State v. Ervin: In a unanimous opinion, the Court held that two of Mr. Ervin's prior Class C felony convictions washed out for purposes of his sentence for felony violation of a protection order. Specifically, the Court held that the 17 days that Mr. Ervin spent in jail for violating a term of his probation for a misdemeanor did not interrupt the requisite "five consecutive years in the community without committing any crime that subsequently results in a conviction." The court found that the incarceration was not pursuant to a felony conviction and that Mr. Ervin had not committed any crime in the previous five year period.
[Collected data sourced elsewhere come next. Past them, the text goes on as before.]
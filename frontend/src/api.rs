use gloo_net::http::{Request, Response};
use shared::models::*;
use uuid::Uuid;

const API_BASE: &str = "/api";

/// Turn a non-2xx response into an error carrying the server's message.
async fn ensure_success(response: Response) -> Result<Response, gloo_net::Error> {
    if response.ok() {
        return Ok(response);
    }
    let message = response.text().await.unwrap_or_default();
    Err(gloo_net::Error::GlooError(if message.is_empty() {
        format!("Request failed with status {}", response.status())
    } else {
        message
    }))
}

pub async fn fetch_session() -> Result<KeyStatus, gloo_net::Error> {
    Request::get(&format!("{}/session", API_BASE))
        .send()
        .await?
        .json()
        .await
}

/// `None` reports a dismissed selection form.
pub async fn select_key(api_key: Option<String>) -> Result<KeyStatus, gloo_net::Error> {
    Request::post(&format!("{}/session/key", API_BASE))
        .json(&SelectKeyRequest { api_key })?
        .send()
        .await?
        .json()
        .await
}

pub async fn fetch_characters() -> Result<Vec<Character>, gloo_net::Error> {
    Request::get(&format!("{}/characters", API_BASE))
        .send()
        .await?
        .json()
        .await
}

pub async fn upload_character(
    name: &str,
    images: &[web_sys::File],
) -> Result<Character, gloo_net::Error> {
    let form_data = web_sys::FormData::new()
        .map_err(|_| gloo_net::Error::GlooError("Failed to create FormData".to_string()))?;
    form_data
        .append_with_str("name", name)
        .map_err(|_| gloo_net::Error::GlooError("Failed to append name to FormData".to_string()))?;
    for file in images.iter().take(MAX_REFERENCE_IMAGES) {
        form_data
            .append_with_blob_and_filename("images", file, &file.name())
            .map_err(|_| {
                gloo_net::Error::GlooError("Failed to append image to FormData".to_string())
            })?;
    }

    let response = Request::post(&format!("{}/characters/upload", API_BASE))
        .body(form_data)?
        .send()
        .await?;
    ensure_success(response).await?.json().await
}

pub async fn delete_character(id: Uuid) -> Result<(), gloo_net::Error> {
    let response = Request::delete(&format!("{}/characters/{}", API_BASE, id))
        .send()
        .await?;
    ensure_success(response).await?;
    Ok(())
}

pub async fn fetch_videos() -> Result<Vec<GeneratedVideo>, gloo_net::Error> {
    Request::get(&format!("{}/videos", API_BASE))
        .send()
        .await?
        .json()
        .await
}

pub async fn get_video(id: Uuid) -> Result<GeneratedVideo, gloo_net::Error> {
    let response = Request::get(&format!("{}/videos/{}", API_BASE, id))
        .send()
        .await?;
    ensure_success(response).await?.json().await
}

pub async fn generate_video(
    prompt: String,
    character_id: Option<Uuid>,
) -> Result<GeneratedVideo, gloo_net::Error> {
    let response = Request::post(&format!("{}/videos", API_BASE))
        .json(&GenerateVideoRequest {
            prompt,
            character_id,
        })?
        .send()
        .await?;
    ensure_success(response).await?.json().await
}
In re Detention of Hawkins: The Court ruled that the trial court had exceeded its statutory authority in ordering a polygraph examination of Mr. Hawkins regarding his sexual history as part of an evaluation into whether Mr. Hawkins was a sexually violent predator, as alleged by the State in a petition for commitment. The trial court had found that there was probable cause to believe that Mr. Hawkins was an SVP but before the matter was set for a trial the State requested, and the trial court ordered, the contested polygraph examination. The Court concluded that RCW 71.09.040 does not specifically authorize compulsory polygraphs as part of an SVP evaluation, and it is therefore reasonable to presume that the legislature intended to prohibit their use. In so holding, the Court noted that polygraphs are unreliable, inadmissible in a trial, and invasive both physically and of one's private affairs, considerations of which the legislature was doubtless mindful in drafting the statute at issue.

In her dissent, Justice Stephens, joined by Justices Fairhurst and Madsen agreed that polygraphs are invasive and unreliable tools that are disfavored in our legal system, but argued that the legislature intended that the Department of Social and Health Services should determine how best to evaluate SVPs, and to this end the law grants DSHS authority to regulate pretrial evaluations. Nothing in the law limits DSHS's authority to prescribe what tools or methods are appropriate in conducting an evaluation, and therefore, the dissent argued, no method of evaluation should be proscribed that otherwise falls within the ambit of permissible methods of evaluation, as does a polygraph.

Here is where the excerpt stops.